- Long Lama Long Lama
- Coordinates: 3°45′52″N 114°24′14″E﻿ / ﻿3.76444°N 114.40389°E
- Country: Malaysia
- State: Sarawak
- Division: Miri
- District: Marudi
- Elevation: 49 ft (15 m)

Population (2010)
- • Total: 37,082
- Time zone: UTC+8 (Malaysia Standard Time)

= Long Lama =

Long Lama is a town in Marudi District, Sarawak state in Malaysia. The town is located at 143 km from Miri with a population of 1,500.

==Etymology==
The name of the town is taken from a nearby river named "Lamah" that joins into the Baram River. The word "Long" is a Kayan word that means "estuary", so "Long Lama" means "estuary of Lamah river".

==History==
The Chinese first set foot in this town between 1905 and 1910 and built several shophouses for trading. Long Lama was connected to water supply in 1976 and electrical supply in 1986. Cable telephone was only connected in 1990. Ferry services transporting cars across the Baram River started in 2002.

==Geography==
The town is located at 160 km away from Mulu National Park. Long Lama was submerged in four feet of water during Baram River flood in May 1962.

===Climate===
Long Lama has a tropical rainforest climate (Af) with heavy to very heavy rainfall year-round.

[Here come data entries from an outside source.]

//! Timeouts, interruption, and the sender-abort interlock under load.

use anyhow::Result;
use ipc_rendezvous::{Driver, Error, Interrupt, Wait};
use std::sync::Arc;
use std::thread;
use std::time::{Duration, Instant};

/// A send with no receiver expires after its timeout and leaves the
/// channel queue empty.
#[test]
fn send_timeout_with_no_receiver() -> Result<()> {
    let driver = Driver::new();
    let session = driver.open(100)?;
    let chid = session.channel_create(0)?;
    let coid = session.connect_attach(100, chid)?;

    let mut reply = [0u8; 8];
    let started = Instant::now();
    assert_eq!(
        session
            .msg_send(coid, b"anyone?", &mut reply, Wait::for_ms(50))
            .unwrap_err(),
        Error::TimedOut
    );
    assert!(started.elapsed() >= Duration::from_millis(50));

    // the aborted record was revoked from the queue
    let mut buf = [0u8; 8];
    assert_eq!(
        session
            .msg_receive(chid, &mut buf, Wait::immediate())
            .unwrap_err(),
        Error::TimedOut
    );
    Ok(())
}

/// A receive with nothing queued and a zero timeout returns at once.
#[test]
fn receive_immediate_empty() -> Result<()> {
    let driver = Driver::new();
    let session = driver.open(100)?;
    let chid = session.channel_create(0)?;

    let mut buf = [0u8; 8];
    let started = Instant::now();
    assert_eq!(
        session
            .msg_receive(chid, &mut buf, Wait::immediate())
            .unwrap_err(),
        Error::TimedOut
    );
    assert!(started.elapsed() < Duration::from_millis(100));
    Ok(())
}

/// A receive deadline expires when no sender shows up.
#[test]
fn receive_timeout_elapses() -> Result<()> {
    let driver = Driver::new();
    let session = driver.open(100)?;
    let chid = session.channel_create(0)?;

    let mut buf = [0u8; 8];
    let started = Instant::now();
    assert_eq!(
        session
            .msg_receive(chid, &mut buf, Wait::for_ms(50))
            .unwrap_err(),
        Error::TimedOut
    );
    assert!(started.elapsed() >= Duration::from_millis(50));
    Ok(())
}

/// Raising an interrupt token cancels a blocked send and receive.
#[test]
fn interrupt_cancels_blocking_calls() -> Result<()> {
    let driver = Driver::new();
    let session = Arc::new(driver.open(100)?);
    let chid = session.channel_create(0)?;
    let coid = session.connect_attach(100, chid)?;

    let interrupt = Interrupt::new();
    let raiser = {
        let interrupt = interrupt.clone();
        thread::spawn(move || {
            thread::sleep(Duration::from_millis(30));
            interrupt.raise();
        })
    };

    let mut reply = [0u8; 8];
    assert_eq!(
        session
            .msg_send(
                coid,
                b"cancel me",
                &mut reply,
                Wait::forever().interruptible(&interrupt)
            )
            .unwrap_err(),
        Error::Interrupted
    );
    raiser.join().unwrap();

    interrupt.clear();
    let raiser = {
        let interrupt = interrupt.clone();
        thread::spawn(move || {
            thread::sleep(Duration::from_millis(30));
            interrupt.raise();
        })
    };

    let mut buf = [0u8; 8];
    assert_eq!(
        session
            .msg_receive(chid, &mut buf, Wait::forever().interruptible(&interrupt))
            .unwrap_err(),
        Error::Interrupted
    );
    raiser.join().unwrap();
    Ok(())
}

/// When the sender times out while its message is pending, exactly one
/// side wins: the sender revokes the record (late reply sees NotFound),
/// or the reply lands first (the sender adopts it).
#[test]
fn timeout_races_reply_on_pending_record() -> Result<()> {
    let driver = Driver::new();
    let session = Arc::new(driver.open(100)?);
    let chid = session.channel_create(0)?;
    let coid = session.connect_attach(100, chid)?;

    for round in 0..40u64 {
        let receiver = {
            let session = Arc::clone(&session);
            thread::spawn(move || -> Result<bool> {
                let mut buf = [0u8; 8];
                let (rcvid, _) = session.msg_receive(chid, &mut buf, Wait::forever())?;
                // land the reply right around the sender's deadline
                thread::sleep(Duration::from_millis(10 + round % 3));
                match session.msg_reply(rcvid, 0, b"late") {
                    Ok(()) => Ok(true),
                    Err(Error::NotFound) => Ok(false),
                    Err(other) => Err(other.into()),
                }
            })
        };

        let mut reply = [0u8; 8];
        let send_result = session.msg_send(coid, b"race", &mut reply, Wait::for_ms(10));
        let replied = receiver.join().unwrap()?;

        match send_result {
            Ok(status) => {
                // the reply won the race and must be fully visible
                assert_eq!(status, 0);
                assert!(replied, "sender saw a reply nobody sent (round {round})");
                assert_eq!(&reply[..4], b"late");
            }
            Err(Error::TimedOut) => {
                assert!(!replied, "reply and timeout both claimed round {round}");
            }
            Err(other) => panic!("unexpected send outcome: {other:?}"),
        }
    }
    Ok(())
}

/// A timed-out sender whose message is being received at that very
/// moment still resolves: it waits out RECEIVING and revokes or adopts.
#[test]
fn timeout_races_receive_window() -> Result<()> {
    let driver = Driver::new();
    let session = Arc::new(driver.open(100)?);
    let chid = session.channel_create(0)?;
    let coid = session.connect_attach(100, chid)?;

    for _ in 0..40 {
        let receiver = {
            let session = Arc::clone(&session);
            thread::spawn(move || -> Result<()> {
                let mut buf = [0u8; 8];
                match session.msg_receive(chid, &mut buf, Wait::for_ms(50)) {
                    Ok((rcvid, _)) => {
                        let _ = session.msg_reply(rcvid, 0, b"ok");
                        Ok(())
                    }
                    Err(Error::TimedOut) => Ok(()),
                    Err(other) => Err(other.into()),
                }
            })
        };

        let mut reply = [0u8; 8];
        match session.msg_send(coid, b"spin", &mut reply, Wait::for_ms(1)) {
            Ok(0) | Err(Error::TimedOut) => {}
            other => panic!("unexpected send outcome: {other:?}"),
        }
        receiver.join().unwrap()?;
    }
    Ok(())
}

Climate data for Long Lama
| Month | Jan | Feb | Mar | Apr | May | Jun | Jul | Aug | Sep | Oct | Nov | Dec | Year |
| Mean daily maximum °C (°F) | 30.0 (86.0) | 29.9 (85.8) | 30.5 (86.9) | 31.0 (87.8) | 31.3 (88.3) | 31.2 (88.2) | 31.0 (87.8) | 30.9 (87.6) | 31.0 (87.8) | 30.6 (87.1) | 30.6 (87.1) | 30.4 (86.7) | 30.7 (87.3) |
| Daily mean °C (°F) | 26.6 (79.9) | 26.5 (79.7) | 26.9 (80.4) | 27.3 (81.1) | 27.5 (81.5) | 27.3 (81.1) | 27.1 (80.8) | 27.0 (80.6) | 27.2 (81.0) | 26.9 (80.4) | 27.0 (80.6) | 26.8 (80.2) | 27.0 (80.6) |
| Mean daily minimum °C (°F) | 23.2 (73.8) | 23.2 (73.8) | 23.4 (74.1) | 23.7 (74.7) | 23.8 (74.8) | 23.5 (74.3) | 23.3 (73.9) | 23.2 (73.8) | 23.4 (74.1) | 23.3 (73.9) | 23.4 (74.1) | 23.3 (73.9) | 23.4 (74.1) |
| Average rainfall mm (inches) | 333 (13.1) | 240 (9.4) | 281 (11.1) | 284 (11.2) | 323 (12.7) | 279 (11.0) | 230 (9.1) | 283 (11.1) | 340 (13.4) | 381 (15.0) | 369 (14.5) | 406 (16.0) | 3,749 (147.6) |
Source: Climate-Data.org

==Economy==
In 2017, there were 26 shophouses running various businesses such as groceries, coffeeshops, and hotels.

==Other utilities==
SMK Long Lama, built in 1965, is the only secondary school near the town. It caters to Form 1 to Form 6 classes.

The first Chinese primary school in Long Lama was built in 1939, named as "Tong Ya" primary school. However, it was forced to shut down during Japanese occupation. Second Chinese primary school was built in 1947, named SJK (C) Kee Tee.

==Transportation==
In the early days, Long Lama can only be connected to the outside world by Baram River. The boats from Long Lama need to make a stop at Marudi and Miri before traveling to Sibu, which would take a total of three days.
Currently there is local bus route run between Miri local bus station to Long Lama Waterfront operate by MTC.